What It Takes: Staging the Musical ‘She Loves Me’

Student Actor, Stage Manager, Costume Designer Pull Back the Curtain

20251018 David Andrews UMD TDPS She Loves Me DLA08549 2000 1920x1080

Playing main character Amalia Balash, Emily Davis '27 sings "Vanilla Ice Cream," one of the most well-known songs from "She Loves Me." Davis and fellow students on the crew share behind-the-scenes tidbits from the production of the UMD fall musical. (Photo by David Andrews)

Looking for a little break from the post-break barrage of midterms, essays and lab assignments? Take a colorful trip back nearly 100 years—without leaving campus.

She Loves Me,” a breezy 1930s rom-com that inspired the Tom Hanks-Meg Ryan flick “You’ve Got Mail” and numerous other adaptations, is playing at The Clarice Smith Performing Arts Center until Saturday.
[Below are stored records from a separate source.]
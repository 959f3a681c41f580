use std::fmt;

use serde::{Deserialize, Serialize};

/// Overlay color with independent alpha.
#[derive(Clone, Copy, Debug, Default, PartialEq, Eq, Hash, Serialize, Deserialize)]
pub struct Rgba {
    pub r: u8,
    pub g: u8,
    pub b: u8,
    pub a: u8,
}

impl Rgba {
    pub const TRANSPARENT: Rgba = Rgba::new(0, 0, 0, 0);

    #[inline]
    pub const fn new(r: u8, g: u8, b: u8, a: u8) -> Self {
        Self { r, g, b, a }
    }

    #[inline]
    pub const fn is_transparent(self) -> bool {
        self.a == 0
    }

    /// Packed `a<<24 | b<<16 | g<<8 | r`, the little-endian RGBA int most voxel hosts take.
    #[inline]
    pub const fn to_packed(self) -> u32 {
        (self.a as u32) << 24 | (self.b as u32) << 16 | (self.g as u32) << 8 | self.r as u32
    }

    #[inline]
    pub const fn from_packed(v: u32) -> Self {
        Self {
            r: v as u8,
            g: (v >> 8) as u8,
            b: (v >> 16) as u8,
            a: (v >> 24) as u8,
        }
    }
}

impl fmt::Display for Rgba {
    fn fmt(&self, f: &mut fmt::Formatter<'_>) -> fmt::Result {
        write!(f, "#{:02x}{:02x}{:02x}{:02x}", self.r, self.g, self.b, self.a)
    }
}
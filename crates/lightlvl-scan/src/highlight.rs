use lightlvl_geom::BlockPos;
use lightlvl_rules::Rgba;

/// Positions paired with overlay colors, in scan order. Empty clears the overlay.
#[derive(Clone, Debug, Default, PartialEq, Eq)]
pub struct HighlightSet {
    positions: Vec<BlockPos>,
    colors: Vec<Rgba>,
}

impl HighlightSet {
    pub fn new() -> Self {
        Self::default()
    }

    pub fn push(&mut self, pos: BlockPos, color: Rgba) {
        self.positions.push(pos);
        self.colors.push(color);
    }

    pub fn len(&self) -> usize {
        self.positions.len()
    }

    pub fn is_empty(&self) -> bool {
        self.positions.is_empty()
    }

    pub fn positions(&self) -> &[BlockPos] {
        &self.positions
    }

    pub fn colors(&self) -> &[Rgba] {
        &self.colors
    }

    pub fn iter(&self) -> impl Iterator<Item = (BlockPos, Rgba)> + '_ {
        self.positions.iter().copied().zip(self.colors.iter().copied())
    }

    pub fn color_at(&self, pos: BlockPos) -> Option<Rgba> {
        self.iter().find(|(p, _)| *p == pos).map(|(_, c)| c)
    }

    /// Entries that actually draw something.
    pub fn visible_count(&self) -> usize {
        self.colors.iter().filter(|c| !c.is_transparent()).count()
    }
}

impl FromIterator<(BlockPos, Rgba)> for HighlightSet {
    fn from_iter<I: IntoIterator<Item = (BlockPos, Rgba)>>(iter: I) -> Self {
        let mut set = HighlightSet::new();
        for (p, c) in iter {
            set.push(p, c);
        }
        set
    }
}
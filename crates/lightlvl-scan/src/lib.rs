//! Region scan: floor-candidate filtering and light classification.
#![forbid(unsafe_code)]

mod cancel;
mod highlight;
mod settings;


pub use cancel::CancelToken;
pub use highlight::HighlightSet;
pub use settings::{DEFAULT_RADIUS, ScanSettings};

use lightlvl_geom::{BlockPos, ScanRegion};
use lightlvl_world::{BlockQuery, QueryError};
use thiserror::Error;

#[derive(Debug, Clone, PartialEq, Eq, Error)]
pub enum ScanError {
    #[error("scan pass aborted: {0}")]
    Query(#[from] QueryError),
    #[error("scan pass cancelled")]
    Cancelled,
}

/// True when `pos` is a solid block with a non-solid block directly above it.
///
/// Partial blocks such as slabs count as floor when the host reports them solid.
pub fn is_floor_candidate(world: &dyn BlockQuery, pos: BlockPos) -> Result<bool, QueryError> {
    if world.is_air(pos)? || !world.is_solid(pos)? {
        return Ok(false);
    }
    Ok(!world.is_solid(pos.up())?)
}

/// Runs one pass over the region around `center`.
///
/// Positions are visited x, then y, then z ascending and the set keeps that order.
/// Each entry is a floor block colored by the light one block above it. The first
/// host query error aborts the pass; `cancel` is polled once per x slice.
pub fn scan_region(
    world: &dyn BlockQuery,
    center: BlockPos,
    settings: &ScanSettings,
    cancel: &CancelToken,
) -> Result<HighlightSet, ScanError> {
    let region = settings.region(center);
    let mut out = HighlightSet::new();
    let mut candidates = 0usize;

    for x in region.x_range() {
        if cancel.is_cancelled() {
            return Err(ScanError::Cancelled);
        }
        for y in region.y_range() {
            for z in region.z_range() {
                let pos = BlockPos::new(x, y, z);
                if !region.contains(pos) || !is_floor_candidate(world, pos)? {
                    continue;
                }
                candidates += 1;
                let color = settings.classifier.classify(world, pos.up())?;
                if color.is_transparent() && !settings.include_transparent {
                    continue;
                }
                out.push(pos, color);
            }
        }
    }

    log::trace!(
        target: "scan",
        "pass at {} r={} {}: {} candidates, {} visible",
        center,
        settings.radius,
        settings.shape,
        candidates,
        out.visible_count()
    );
    Ok(out)
}

/// Number of positions a pass with these settings examines.
pub fn box_volume(settings: &ScanSettings) -> u64 {
    ScanRegion::new(BlockPos::ORIGIN, settings.radius, settings.shape).box_volume()
}
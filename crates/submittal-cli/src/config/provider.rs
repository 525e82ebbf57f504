//! Construction of the services a command runs against.

use anyhow::Context;
use submittal_core::{DocumentStoreService, RendererService};
use submittal_packet::PacketAssembler;
use submittal_present::ArtifactPresenter;
use submittal_reqwest::ReqwestRenderer;
use submittal_store::ObjectDocumentStore;

use super::Cli;
use crate::TRACING_TARGET_CONFIG;

/// Everything a command needs, built once from configuration.
#[derive(Debug, Clone)]
pub struct Services {
    pub store: DocumentStoreService,
    pub renderer: RendererService,
    pub assembler: PacketAssembler,
    pub presenter: ArtifactPresenter,
}

/// Creates the store, renderer, assembler and presenter.
pub fn create_services(cli: &Cli) -> anyhow::Result<Services> {
    let store = ObjectDocumentStore::new(cli.store.clone())
        .context("failed to open document store")?
        .into_service();

    let renderer = ReqwestRenderer::new(cli.renderer.clone())
        .context("failed to create renderer client")?
        .into_service();

    let assembler = PacketAssembler::new(store.clone(), renderer.clone(), cli.assembler.clone());
    let presenter = ArtifactPresenter::new(cli.presenter.clone());

    tracing::debug!(
        target: TRACING_TARGET_CONFIG,
        renderer = renderer.endpoint(),
        store_backend = %cli.store.store_backend,
        "Services created"
    );

    Ok(Services {
        store,
        renderer,
        assembler,
        presenter,
    })
}
impl ObjectDocumentStore {
    /// Creates a store from configuration.
    pub fn new(config: StoreConfig) -> StoreResult<Self> {
        config.validate()?;

        let operator = Self::create_operator(&config)?;
        let public_base = config.public_base_url()?;

        tracing::info!(
            target: TRACING_TARGET,
            backend = %config.store_backend,
            root = %config.store_root,
            public_base = %public_base,
            "Document store initialized"
        );

        Ok(Self {
            operator,
            public_base,
            config,
        })
    }

    /// Creates an in-memory store, mostly useful for tests.
    pub fn memory() -> StoreResult<Self> {
        Self::new(StoreConfig::memory())
    }

    /// Returns the configuration for this store.
    pub fn config(&self) -> &StoreConfig {
        &self.config
    }

    /// Converts this store into a [`DocumentStoreService`].
    pub fn into_service(self) -> DocumentStoreService {
        DocumentStoreService::new(self)
    }

    fn create_operator(config: &StoreConfig) -> StoreResult<Operator> {
        let operator = match config.store_backend {
            BackendType::Memory => Operator::new(services::Memory::default()).map(|op| op.finish()),
            BackendType::Fs => {
                let root = std::path::absolute(&config.store_root).map_err(|e| {
                    StoreError::invalid_input(format!(
                        "invalid store root '{}': {e}",
                        config.store_root
                    ))
                })?;
                let root = root.to_string_lossy();
                Operator::new(services::Fs::default().root(&root)).map(|op| op.finish())
            }
        };

        operator.map_err(|e| {
            StoreError::backend(format!("storage initialization failed: {e}")).with_source(e)
        })
    }

    fn record_path(id: Uuid) -> String {
        format!("{RECORDS_DIR}{id}.json")
    }

    fn content_path(product_type: &ProductType, id: Uuid, file_name: &str) -> String {
        format!(
            "{CONTENT_DIR}{}/{id}/{}",
            sanitize_segment(product_type.as_str()),
            sanitize_segment(file_name)
        )
    }

    /// Maps a content locator back to its storage path.
    fn locate(&self, url: &Url) -> StoreResult<String> {
        url.as_str()
            .strip_prefix(self.public_base.as_str())
            .filter(|path| path.starts_with(CONTENT_DIR) && !path.split('/').any(|s| s == ".."))
            .map(ToOwned::to_owned)
            .ok_or_else(|| {
                StoreError::invalid_path(format!("{url} is not served by this store"))
            })
    }

    async fn read_record(&self, id: Uuid) -> StoreResult<Document> {
        let buffer = self
            .operator
            .read(&Self::record_path(id))
            .await
            .map_err(Error::from)
            .map_err(|e| match StoreError::from(e) {
                StoreError::NotFound(_) => StoreError::not_found(format!("document {id}")),
                other => other,
            })?;

        let document = serde_json::from_slice(&buffer.to_vec()).map_err(Error::from)?;
        Ok(document)
    }

    async fn write_record(&self, document: &Document) -> StoreResult<()> {
        let record = serde_json::to_vec(document).map_err(Error::from)?;
        self.operator
            .write(&Self::record_path(document.id), record)
            .await
            .map_err(Error::from)?;
        Ok(())
    }

    async fn remove_content(&self, document: &Document) {
        let Some(path) = document.url.as_ref().and_then(|url| self.locate(url).ok()) else {
            return;
        };

        if let Err(err) = self.operator.delete(&path).await {
            tracing::warn!(
                target: TRACING_TARGET,
                document_id = %document.id,
                path = %path,
                error = %err,
                "Failed to remove document content"
            );
        }
    }
}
It’s set in a perfume shop, where two bickering coworkers become anonymous pen pals through a newspaper’s lonely hearts club, and of course, fall in love.

From the actors belting songs to the elaborate two-story sets to the perfectly tailored period costumes, the show is a labor of love by the students, faculty and staff of the School of Theatre, Dance, and Performance Studies (TDPS) and staff of The Clarice’s production team. It’s one of four major theater productions each year.

Stage manager Heather Hernandez ’27, a theater major, lead actress Emily Davis ’27, a theater and communication double major, and costume designer Doni Rotunno M.F.A. ’26 take us through the yearlong process of preparing a musical, from exhaustively annotating the script to sourcing fabric in New York to hydrating voices with a steam nebulizer.

A year ago:

Rotunno: Last fall, I submitted “She Loves Me” for consideration to the Performance Production Committee—I’m very drawn to that old Hollywood era—and the faculty, staff, and undergraduate and graduate student representatives, voted to add it to the season. It’s nice that students can have a voice, since the whole TDPS community can submit proposals. 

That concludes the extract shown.